Single-strand annealing: Molecular mechanisms and potential applications in CRISPR-Cas-based precision genome editing.

BACKGROUND

Spontaneous double-stranded DNA breaks (DSBs) frequently occur within the genome of all living organisms and must be well repaired for survival. Recently, more important roles of the DSB repair pathways that were previously thought to be minor pathways, such as single-strand annealing (SSA), have been shown. Nevertheless, the biochemical mechanisms and applications of the SSA pathway in genome editing have not been updated.

PURPOSE AND SCOPE

Understanding the molecular mechanism of SSA is important to design potential applications in gene editing.
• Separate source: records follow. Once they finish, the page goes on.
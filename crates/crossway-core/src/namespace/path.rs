//! Namespace paths and guest naming
//!
//! A [`NamespacePath`] is the dotted form of a foreign package (`java.util`).
//! Guests spell the same path symbolically as a CamelCase constant under the
//! root module (`Java::JavaUtil`); [`decode_camel`] and [`encode_camel`]
//! convert between the two.

use std::fmt;
use std::str::FromStr;
use thiserror::Error;

/// Errors from parsing a dotted path
#[derive(Debug, Clone, PartialEq, Eq, Error)]
pub enum PathError {
    /// An empty segment (`java..util`, leading or trailing dot)
    #[error("Empty segment in namespace path '{0}'")]
    EmptySegment(String),

    /// A segment that is not an identifier
    #[error("Invalid identifier '{segment}' in namespace path '{path}'")]
    InvalidSegment {
        /// Offending segment
        segment: String,
        /// Whole path
        path: String,
    },
}

/// Ordered identifier segments; the empty path is the root namespace
#[derive(Debug, Clone, PartialEq, Eq, Hash, PartialOrd, Ord, Default)]
pub struct NamespacePath {
    segments: Vec<String>,
}

impl NamespacePath {
    /// The root namespace
    pub fn root() -> Self {
        Self::default()
    }

    /// Parse a dotted path; the empty string is the root
    ///
    /// # Arguments
    /// * `dotted` - Path such as `java.util.zip`
    ///
    /// # Returns
    /// * `Ok(NamespacePath)` - The parsed path
    /// * `Err(PathError)` - Empty or non-identifier segment
    pub fn parse(dotted: &str) -> Result<Self, PathError> {
        if dotted.is_empty() {
            return Ok(Self::root());
        }
        let mut segments = Vec::new();
        for segment in dotted.split('.') {
            if segment.is_empty() {
                return Err(PathError::EmptySegment(dotted.to_string()));
            }
            if !is_identifier(segment) {
                return Err(PathError::InvalidSegment {
                    segment: segment.to_string(),
                    path: dotted.to_string(),
                });
            }
            segments.push(segment.to_string());
        }
        Ok(Self { segments })
    }

    /// Build a path from segments
    pub fn from_segments<I, S>(segments: I) -> Self
    where
        I: IntoIterator<Item = S>,
        S: Into<String>,
    {
        Self {
            segments: segments.into_iter().map(Into::into).collect(),
        }
    }

    /// Path segments
    pub fn segments(&self) -> &[String] {
        &self.segments
    }

    /// Check if this is the root namespace
    pub fn is_root(&self) -> bool {
        self.segments.is_empty()
    }

    /// Number of segments
    pub fn len(&self) -> usize {
        self.segments.len()
    }

    /// Check if there are no segments
    pub fn is_empty(&self) -> bool {
        self.segments.is_empty()
    }

    /// Last segment
    pub fn last(&self) -> Option<&str> {
        self.segments.last().map(String::as_str)
    }

    /// Enclosing path, `None` for the root
    pub fn parent(&self) -> Option<NamespacePath> {
        if self.is_root() {
            return None;
        }
        Some(Self {
            segments: self.segments[..self.segments.len() - 1].to_vec(),
        })
    }

    /// Path extended by one segment
    pub fn child(&self, segment: &str) -> NamespacePath {
        let mut segments = self.segments.clone();
        segments.push(segment.to_string());
        Self { segments }
    }

    /// Dotted form
    pub fn to_dotted(&self) -> String {
        self.segments.join(".")
    }

    /// Fully-qualified dotted name of `segment` inside this path
    pub fn qualify(&self, segment: &str) -> String {
        if self.is_root() {
            segment.to_string()
        } else {
            format!("{}.{}", self.to_dotted(), segment)
        }
    }

    /// Guest constant name, e.g. `Java::JavaUtilZip`
    pub fn guest_name(&self, root_module: &str) -> String {
        if self.is_root() {
            root_module.to_string()
        } else {
            format!("{}::{}", root_module, encode_camel(self))
        }
    }
}

impl fmt::Display for NamespacePath {
    fn fmt(&self, f: &mut fmt::Formatter<'_>) -> fmt::Result {
        f.write_str(&self.to_dotted())
    }
}

impl FromStr for NamespacePath {
    type Err = PathError;

    fn from_str(s: &str) -> Result<Self, Self::Err> {
        Self::parse(s)
    }
}

/// Check for a host identifier (`$` allowed for nested classes)
pub fn is_identifier(segment: &str) -> bool {
    let mut chars = segment.chars();
    match chars.next() {
        Some(c) if c.is_alphabetic() || c == '_' || c == '$' => {}
        _ => return false,
    }
    chars.all(|c| c.is_alphanumeric() || c == '_' || c == '$')
}

/// A segment that may name an implicit package
///
/// Host packages are conventionally lowercase, so a lowercase or
/// underscore-initial segment with no class behind it is a package.
pub fn is_package_like(segment: &str) -> bool {
    segment
        .chars()
        .next()
        .is_some_and(|c| c.is_lowercase() || c == '_')
}

/// A segment spelled as a guest constant
pub fn is_constant_like(segment: &str) -> bool {
    segment.chars().next().is_some_and(char::is_uppercase)
}

/// Decode a CamelCase constant into a package path
///
/// Each uppercase letter starts a new lowercase segment:
/// `JavaUtilZip` is `java.util.zip`, `ComBlahV8Something` is
/// `com.blah.v8.something`, `X_Y_` is `x_.y_`.
pub fn decode_camel(constant: &str) -> NamespacePath {
    let mut segments: Vec<String> = Vec::new();
    for c in constant.chars() {
        if c.is_uppercase() || segments.is_empty() {
            segments.push(String::new());
        }
        if let Some(current) = segments.last_mut() {
            current.extend(c.to_lowercase());
        }
    }
    NamespacePath { segments }
}

/// Encode a package path as a CamelCase constant
pub fn encode_camel(path: &NamespacePath) -> String {
    path.segments()
        .iter()
        .map(|segment| {
            let mut chars = segment.chars();
            match chars.next() {
                Some(first) => first.to_uppercase().chain(chars).collect::<String>(),
                None => String::new(),
            }
        })
        .collect()
}

/// Guest name of a foreign class, e.g. `Java::JavaUtil::StringTokenizer`
///
/// Nested classes (`Map$Entry`) become nested constants
/// (`Java::JavaUtil::Map::Entry`); default-package classes sit directly under
/// the root module.
pub fn guest_class_name(root_module: &str, class_name: &str) -> String {
    let (package, simple) = match class_name.rfind('.') {
        Some(dot) => (&class_name[..dot], &class_name[dot + 1..]),
        None => ("", class_name),
    };
    let simple = simple.replace('$', "::");
    let package = NamespacePath::from_segments(package.split('.').filter(|s| !s.is_empty()));
    if package.is_root() {
        format!("{}::{}", root_module, simple)
    } else {
        format!("{}::{}::{}", root_module, encode_camel(&package), simple)
    }
}

#[cfg(test)]
mod tests {
    use super::*;

    #[test]
    fn test_parse_dotted() {
        let path = NamespacePath::parse("java.util.zip").unwrap();
        assert_eq!(path.segments(), &["java", "util", "zip"]);
        assert_eq!(path.to_string(), "java.util.zip");
        assert_eq!(path.parent().unwrap().to_dotted(), "java.util");
        assert!(NamespacePath::parse("").unwrap().is_root());
    }

    #[test]
    fn test_parse_rejects_bad_segments() {
        assert!(matches!(
            NamespacePath::parse("java..util"),
            Err(PathError::EmptySegment(_))
        ));
        assert!(matches!(
            NamespacePath::parse("java.1util"),
            Err(PathError::InvalidSegment { .. })
        ));
    }

    #[test]
    fn test_decode_camel() {
        assert_eq!(decode_camel("JavaUtilZip").to_dotted(), "java.util.zip");
        assert_eq!(decode_camel("ComBlahV8Something").to_dotted(), "com.blah.v8.something");
        assert_eq!(decode_camel("X_Y_").to_dotted(), "x_.y_");
        assert_eq!(decode_camel("JavaLang").to_dotted(), "java.lang");
    }

    #[test]
    fn test_encode_camel() {
        let path = NamespacePath::parse("java.util.zip").unwrap();
        assert_eq!(encode_camel(&path), "JavaUtilZip");
        assert_eq!(path.guest_name("Java"), "Java::JavaUtilZip");
        assert_eq!(NamespacePath::root().guest_name("Java"), "Java");
    }

    #[test]
    fn test_guest_class_name() {
        assert_eq!(
            guest_class_name("Java", "java.util.StringTokenizer"),
            "Java::JavaUtil::StringTokenizer"
        );
        assert_eq!(guest_class_name("Java", "java.util.Map$Entry"), "Java::JavaUtil::Map::Entry");
        assert_eq!(guest_class_name("Java", "DefaultPackageClass"), "Java::DefaultPackageClass");
    }

    #[test]
    fn test_segment_kinds() {
        assert!(is_package_like("util"));
        assert!(is_package_like("_internal"));
        assert!(!is_package_like("StringTokenizer"));
        assert!(is_constant_like("StringTokenizer"));
        assert!(is_identifier("Map$Entry"));
        assert!(!is_identifier("a-b"));
    }
}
This review provides insights into the recent progress of SSA studies and establishes a model for their potential applications in precision genome editing.

SUMMARY AND CONCLUSION

The SSA mechanism involved in DNA DSB repair appears to be activated by a complex signaling cascade starting with broken end sensing and 5'-3' resection to reveal homologous repeats on the 3' ssDNA overhangs that flank the DSB. Annealing the repeats would help to amend the discontinuous ends and restore the intact genome, resulting in the missing of one repeat and the intervening sequence between the repeats. We proposed a model for CRISPR-Cas-based precision insertion or replacement of DNA fragments to take advantage of the characteristics. The proposed model can add a tool to extend the choice for precision gene editing. Nevertheless, the model needs to be experimentally validated and optimized with SSA-favorable conditions for practical applications.